■ **INFORMATION SHOWN**:
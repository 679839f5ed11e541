//! Security configuration and owner resolution for MCP Tasks.
//!
//! This module provides [`TaskSecurityConfig`] for configuring owner-specific
//! security limits (max tasks per owner, anonymous access control), and the
//! [`resolve_owner_id`] function that determines the owner identity from
//! available authentication sources.
//!
//! # Owner Resolution Priority
//!
//! The [`resolve_owner_id`] function uses this priority chain:
//! 1. OAuth subject (highest priority)
//! 2. Client ID
//! 3. Session ID
//! 4. [`DEFAULT_LOCAL_OWNER`] ("local") -- used for single-user servers
//!
//! # Security Model
//!
//! Owner isolation is structural: every task operation receives an `owner_id`
//! parameter, and the store enforces that callers can only access their own
//! tasks. On owner mismatch, the store returns `NotFound` (never revealing
//! that a task exists but belongs to someone else).

/// Default owner ID used when no authentication is configured.
///
/// All tasks for local single-user servers (no OAuth) belong to this owner,
/// keeping code paths consistent regardless of auth configuration.
///
/// # Examples
///
/// ```
/// use pmcp_tasks::security::DEFAULT_LOCAL_OWNER;
///
/// assert_eq!(DEFAULT_LOCAL_OWNER, "local");
/// ```
pub const DEFAULT_LOCAL_OWNER: &str = "local";

/// Security configuration for owner-specific task limits.
///
/// This struct holds security-related configuration that applies per-owner
/// (as opposed to [`StoreConfig`](crate::store::StoreConfig) which holds
/// storage-level limits like variable size and TTL).
///
/// # Defaults
///
/// | Setting               | Default | Description                              |
/// |-----------------------|---------|------------------------------------------|
/// | `max_tasks_per_owner` | 100     | Maximum active tasks per owner           |
/// | `allow_anonymous`     | false   | Whether anonymous/local access is allowed|
///
/// # Examples
///
/// ```
/// use pmcp_tasks::security::TaskSecurityConfig;
///
/// // Use defaults
/// let config = TaskSecurityConfig::default();
/// assert_eq!(config.max_tasks_per_owner, 100);
/// assert!(!config.allow_anonymous);
///
/// // Use builder methods
/// let config = TaskSecurityConfig::default()
///     .with_max_tasks_per_owner(50)
///     .with_allow_anonymous(true);
/// assert_eq!(config.max_tasks_per_owner, 50);
/// assert!(config.allow_anonymous);
/// ```
#[derive(Debug, Clone)]
pub struct TaskSecurityConfig {
    /// Maximum number of active tasks a single owner can have.
    ///
    /// When this limit is reached, `create()` returns
    /// [`TaskError::ResourceExhausted`](crate::error::TaskError::ResourceExhausted)
    /// with a suggestion to cancel or wait for existing tasks to expire.
    /// There is no auto-eviction -- the limit is a hard reject.
    pub max_tasks_per_owner: usize,

    /// Whether anonymous (unauthenticated) access is allowed.
    ///
    /// When `false`, task operations with an empty owner ID or the
    /// [`DEFAULT_LOCAL_OWNER`] value are rejected. Set to `true` for
    /// local single-user servers that operate without OAuth.
    pub allow_anonymous: bool,
}

impl Default for TaskSecurityConfig {
    fn default() -> Self {
        Self {
            max_tasks_per_owner: 100,
            allow_anonymous: false,
        }
    }
}

impl TaskSecurityConfig {
    /// Sets the maximum number of tasks per owner.
    ///
    /// # Examples
    ///
    /// ```
    /// use pmcp_tasks::security::TaskSecurityConfig;
    ///
    /// let config = TaskSecurityConfig::default()
    ///     .with_max_tasks_per_owner(50);
    /// assert_eq!(config.max_tasks_per_owner, 50);
    /// ```
    pub fn with_max_tasks_per_owner(mut self, max: usize) -> Self {
        self.max_tasks_per_owner = max;
        self
    }

    /// Sets whether anonymous access is allowed.
    ///
    /// # Examples
    ///
    /// ```
    /// use pmcp_tasks::security::TaskSecurityConfig;
    ///
    /// let config = TaskSecurityConfig::default()
    ///     .with_allow_anonymous(true);
    /// assert!(config.allow_anonymous);
    /// ```
    pub fn with_allow_anonymous(mut self, allow: bool) -> Self {
        self.allow_anonymous = allow;
        self
    }
}

/// Resolves the owner ID from available identity sources.
///
/// Uses a priority chain to determine the owner identity:
/// 1. `auth_subject` -- OAuth subject claim (highest priority)
/// 2. `client_id` -- OAuth client ID
/// 3. `session_id` -- Transport session ID
/// 4. [`DEFAULT_LOCAL_OWNER`] -- fallback for unauthenticated access
///
/// Empty strings are treated as absent and skipped in the priority chain.
///
/// # Arguments
///
/// * `auth_subject` - The OAuth subject claim (`sub`), if available.
/// * `client_id` - The OAuth client ID, if available.
/// * `session_id` - The transport session ID, if available.
///
/// # Design Note
///
/// This function takes `&str` slices rather than an `AuthContext` reference
/// to avoid coupling `pmcp-tasks` to the `pmcp` crate's auth types. Phase 3
/// middleware will bridge the two:
/// ```text
/// resolve_owner_id(Some(&auth.subject), auth.client_id.as_deref(), session_id)
/// ```
///
/// # Examples
///
/// ```
/// use pmcp_tasks::security::{resolve_owner_id, DEFAULT_LOCAL_OWNER};
///
/// // OAuth subject takes highest priority
/// let owner = resolve_owner_id(Some("user-123"), Some("client-abc"), Some("sess-1"));
/// assert_eq!(owner, "user-123");
///
/// // Falls through to client_id when subject is absent
/// let owner = resolve_owner_id(None, Some("client-abc"), Some("sess-1"));
/// assert_eq!(owner, "client-abc");
///
/// // Falls through to session_id when both are absent
/// let owner = resolve_owner_id(None, None, Some("sess-1"));
/// assert_eq!(owner, "sess-1");
///
/// // Falls back to DEFAULT_LOCAL_OWNER when all are absent
/// let owner = resolve_owner_id(None, None, None);
/// assert_eq!(owner, DEFAULT_LOCAL_OWNER);
/// ```
pub fn resolve_owner_id(
    auth_subject: Option<&str>,
    client_id: Option<&str>,
    session_id: Option<&str>,
) -> String {
    if let Some(subject) = auth_subject {
        if !subject.is_empty() {
            return subject.to_string();
        }
    }

    if let Some(cid) = client_id {
        if !cid.is_empty() {
            return cid.to_string();
        }
    }

    if let Some(sid) = session_id {
        if !sid.is_empty() {
            return sid.to_string();
        }
    }

    DEFAULT_LOCAL_OWNER.to_string()
}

■ **REQUIREMENT**: Each line of the data that includes "claim" counts once; say how many there are, giving nothing but the number.

■ **PROBLEM SOLUTION**: 2